Très surpris, le chef de projet constata que mon diagnostic sur les deux modèles qui m'étaient proposés était exact. Il me demanda, entre autres, de développer mon analyse ce qui me prit plusieurs tableaux dont il prit une copie complète. Il me demanda d'illustrer les critères et règles permettant de concevoir et mettre en place un système continu de contrôle des équipements électroniques embarqués en concevant la logique d'un mécanisme capable de substituer un circuit de remplacement à un circuit défaillant. Ainsi, il possédait tous les éléments indispensables à la détection du fonctionnement ou non des circuits électroniques par les algèbres logiques. En effet, comme je pratiquais les 7 algèbres logiques et les règles applicables pour passer d'un algèbre à l'autre, j'avais une tendance certaine à simplifier les calculs...Nous nous quittâmes vers 13h 15 et je mis plusieurs heures pour rentrer chez moi. A pied.
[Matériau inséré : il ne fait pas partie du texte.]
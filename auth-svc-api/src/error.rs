use serde::{Deserialize, Serialize};

/// Public API error response format
#[derive(Debug, Serialize, Deserialize, Clone, PartialEq, Eq)]
pub struct ErrorResponse {
    pub error: String,
    #[serde(default, skip_serializing_if = "Option::is_none")]
    pub details: Option<String>,
}

impl ErrorResponse {
    pub fn new(error: impl Into<String>) -> Self {
        Self {
            error: error.into(),
            details: None,
        }
    }
}

#[cfg(test)]
mod tests {
    use super::ErrorResponse;

    #[test]
    fn serializes_without_details_when_absent() {
        let json = serde_json::to_value(ErrorResponse::new("Not authenticated")).unwrap();
        assert_eq!(json, serde_json::json!({ "error": "Not authenticated" }));
    }
}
Je fus donc sélectionné et pris d'ailleurs connaissance huit jours plus tard du dossier de renseignements secrets me concernant, qui relevait chez moi une tendance certaine et apparente à la distraction dès l'école primaire. Et pour cause! Finalement, je déclinais l'offre d'embauche en raison de contraintes de secret défense, qui se cumuleraient avec celles qui m'affligeaient déjà depuis 5 ans, en tombant, entre autres, sous les fourches caudines de l’État-major général. Avec à la clé, le pénible souvenir de mon internement à DURY.

Un second dossier secret instruit, sur ordre de de Gaulle
par le premier juge d’instruction du TGI de Paris
Jean BONNEFOUS, disparu lui aussi

Au demeurant, j'eus rapidement la preuve que mes craintes étaient fondées. A la mi-septembre 1966, j'appris que le dossier secret, censé me protéger, dans les archives du PC Jupiter, avait disparu. Cette information était complétée par une prescription formelle de ne pas me rendre au domicile de mon père et de me méfier de ma famille. On ne fait pas disparaître, par hasard ou par inadvertance, un pareil dossier expliquant pourquoi le général de Gaulle m’avait classé secret défense à son niveau, le niveau V. Et celui qui avait le plus intérêt à la disparition de ce dossier, n'était ni plus, ni moins que le Dr Robert Fécan et les généraux comploteurs qui souhaitaient garder la haute main sur la stratégie de dissuasion nucléaire de la France afin d’assujettir celle-ci entre autres à l’OTAN.

On me déclara que tous les suspects, parmi lesquels figurait Jacques Chaban-Delmas, étaient surveillés et placés sur écoute. Au même moment, les services "action" de l'Armée, qui avaient attendu que l'instruction des dossiers des généraux rebelles, confiée au Premier Juge d'Instruction du TGI de Paris, Jean BONNEFOUS, soit achevée, exercèrent leurs talents en les détruisant par le feu, au sein des combles du Palais de Justice de Paris, Or, je fréquentais à cette époque sa fille ainée, Joëlle. Coïncidence ou pas, le général de Gaulle fit délivrer vers le 20 septembre 1966 à Jean Bonnefous, magistrat habilité au secret défense, une lettre de mission le chargeant de rétablir mon dossier disparu, toute affaire cessante, pendant que l'on floquait à l'amiante son bureau et les combles du Palais de Justice de Paris.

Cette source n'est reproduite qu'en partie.